··· SUPPLIED DATA

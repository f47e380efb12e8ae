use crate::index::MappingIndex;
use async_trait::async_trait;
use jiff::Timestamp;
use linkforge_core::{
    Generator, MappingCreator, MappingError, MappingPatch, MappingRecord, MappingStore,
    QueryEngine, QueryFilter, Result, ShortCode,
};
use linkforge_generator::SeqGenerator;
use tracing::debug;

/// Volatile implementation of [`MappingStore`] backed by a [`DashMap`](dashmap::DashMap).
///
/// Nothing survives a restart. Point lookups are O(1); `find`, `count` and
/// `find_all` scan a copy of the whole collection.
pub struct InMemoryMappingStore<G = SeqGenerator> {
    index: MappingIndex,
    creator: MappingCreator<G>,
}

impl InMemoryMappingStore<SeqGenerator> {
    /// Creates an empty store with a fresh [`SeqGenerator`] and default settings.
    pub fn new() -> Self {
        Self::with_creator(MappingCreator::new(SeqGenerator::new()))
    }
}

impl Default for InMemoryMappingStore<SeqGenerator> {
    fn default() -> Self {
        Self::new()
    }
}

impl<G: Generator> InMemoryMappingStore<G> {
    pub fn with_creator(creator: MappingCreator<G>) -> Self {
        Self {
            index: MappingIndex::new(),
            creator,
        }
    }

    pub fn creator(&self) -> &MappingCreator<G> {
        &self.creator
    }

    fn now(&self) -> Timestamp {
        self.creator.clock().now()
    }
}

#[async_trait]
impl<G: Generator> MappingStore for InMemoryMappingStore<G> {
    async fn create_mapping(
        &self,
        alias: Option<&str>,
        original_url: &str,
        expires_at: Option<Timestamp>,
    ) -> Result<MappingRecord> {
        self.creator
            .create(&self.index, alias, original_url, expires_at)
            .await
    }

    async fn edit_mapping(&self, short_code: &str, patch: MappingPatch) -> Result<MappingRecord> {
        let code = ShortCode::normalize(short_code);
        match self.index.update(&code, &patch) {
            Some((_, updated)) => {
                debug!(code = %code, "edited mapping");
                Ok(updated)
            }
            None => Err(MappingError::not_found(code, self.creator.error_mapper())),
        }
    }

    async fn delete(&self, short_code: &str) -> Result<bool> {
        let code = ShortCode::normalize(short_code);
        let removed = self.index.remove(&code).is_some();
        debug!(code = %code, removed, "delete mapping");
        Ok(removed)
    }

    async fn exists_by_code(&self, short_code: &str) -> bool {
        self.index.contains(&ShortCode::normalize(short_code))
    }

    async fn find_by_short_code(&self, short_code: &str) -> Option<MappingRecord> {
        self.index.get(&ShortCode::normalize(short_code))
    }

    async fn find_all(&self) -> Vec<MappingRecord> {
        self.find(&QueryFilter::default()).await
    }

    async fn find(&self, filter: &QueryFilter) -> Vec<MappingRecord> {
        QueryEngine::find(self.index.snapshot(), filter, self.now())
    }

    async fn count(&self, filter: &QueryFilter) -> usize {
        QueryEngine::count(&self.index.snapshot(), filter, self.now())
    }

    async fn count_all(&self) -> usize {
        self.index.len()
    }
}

······

Transcribe every line above, character for character.

▶ [ANSWER SPACE]:
repository f47e380efb12e8ae
use crate::index::MappingIndex;
use async_trait::async_trait;
use jiff::Timestamp;
use linkforge_core::{
    Generator, MappingCreator, MappingError, MappingPatch, MappingRecord, MappingStore,
    QueryEngine, QueryFilter, Result, ShortCode,
};
use linkforge_generator::SeqGenerator;
use tracing::debug;

/// Volatile implementation of [`MappingStore`] backed by a [`DashMap`](dashmap::DashMap).
///
/// Nothing survives a restart. Point lookups are O(1); `find`, `count` and
/// `find_all` scan a copy of the whole collection.
pub struct InMemoryMappingStore<G = SeqGenerator> {
    index: MappingIndex,
    creator: MappingCreator<G>,
}

impl InMemoryMappingStore<SeqGenerator> {
    /// Creates an empty store with a fresh [`SeqGenerator`] and default settings.
    pub fn new() -> Self {
        Self::with_creator(MappingCreator::new(SeqGenerator::new()))
    }
}

impl Default for InMemoryMappingStore<SeqGenerator> {
    fn default() -> Self {
        Self::new()
    }
}

impl<G: Generator> InMemoryMappingStore<G> {
    pub fn with_creator(creator: MappingCreator<G>) -> Self {
        Self {
            index: MappingIndex::new(),
            creator,
        }
    }

    pub fn creator(&self) -> &MappingCreator<G> {
        &self.creator
    }

    fn now(&self) -> Timestamp {
        self.creator.clock().now()
    }
}

#[async_trait]
impl<G: Generator> MappingStore for InMemoryMappingStore<G> {
    async fn create_mapping(
        &self,
        alias: Option<&str>,
        original_url: &str,
        expires_at: Option<Timestamp>,
    ) -> Result<MappingRecord> {
        self.creator
            .create(&self.index, alias, original_url, expires_at)
            .await
    }

    async fn edit_mapping(&self, short_code: &str, patch: MappingPatch) -> Result<MappingRecord> {
        let code = ShortCode::normalize(short_code);
        match self.index.update(&code, &patch) {
            Some((_, updated)) => {
                debug!(code = %code, "edited mapping");
                Ok(updated)
            }
            None => Err(MappingError::not_found(code, self.creator.error_mapper())),
        }
    }

    async fn delete(&self, short_code: &str) -> Result<bool> {
        let code = ShortCode::normalize(short_code);
        let removed = self.index.remove(&code).is_some();
        debug!(code = %code, removed, "delete mapping");
        Ok(removed)
    }

    async fn exists_by_code(&self, short_code: &str) -> bool {
        self.index.contains(&ShortCode::normalize(short_code))
    }

    async fn find_by_short_code(&self, short_code: &str) -> Option<MappingRecord> {
        self.index.get(&ShortCode::normalize(short_code))
    }

    async fn find_all(&self) -> Vec<MappingRecord> {
        self.find(&QueryFilter::default()).await
    }

    async fn find(&self, filter: &QueryFilter) -> Vec<MappingRecord> {
        QueryEngine::find(self.index.snapshot(), filter, self.now())
    }

    async fn count(&self, filter: &QueryFilter) -> usize {
        QueryEngine::count(&self.index.snapshot(), filter, self.now())
    }

    async fn count_all(&self) -> usize {
        self.index.len()
    }
}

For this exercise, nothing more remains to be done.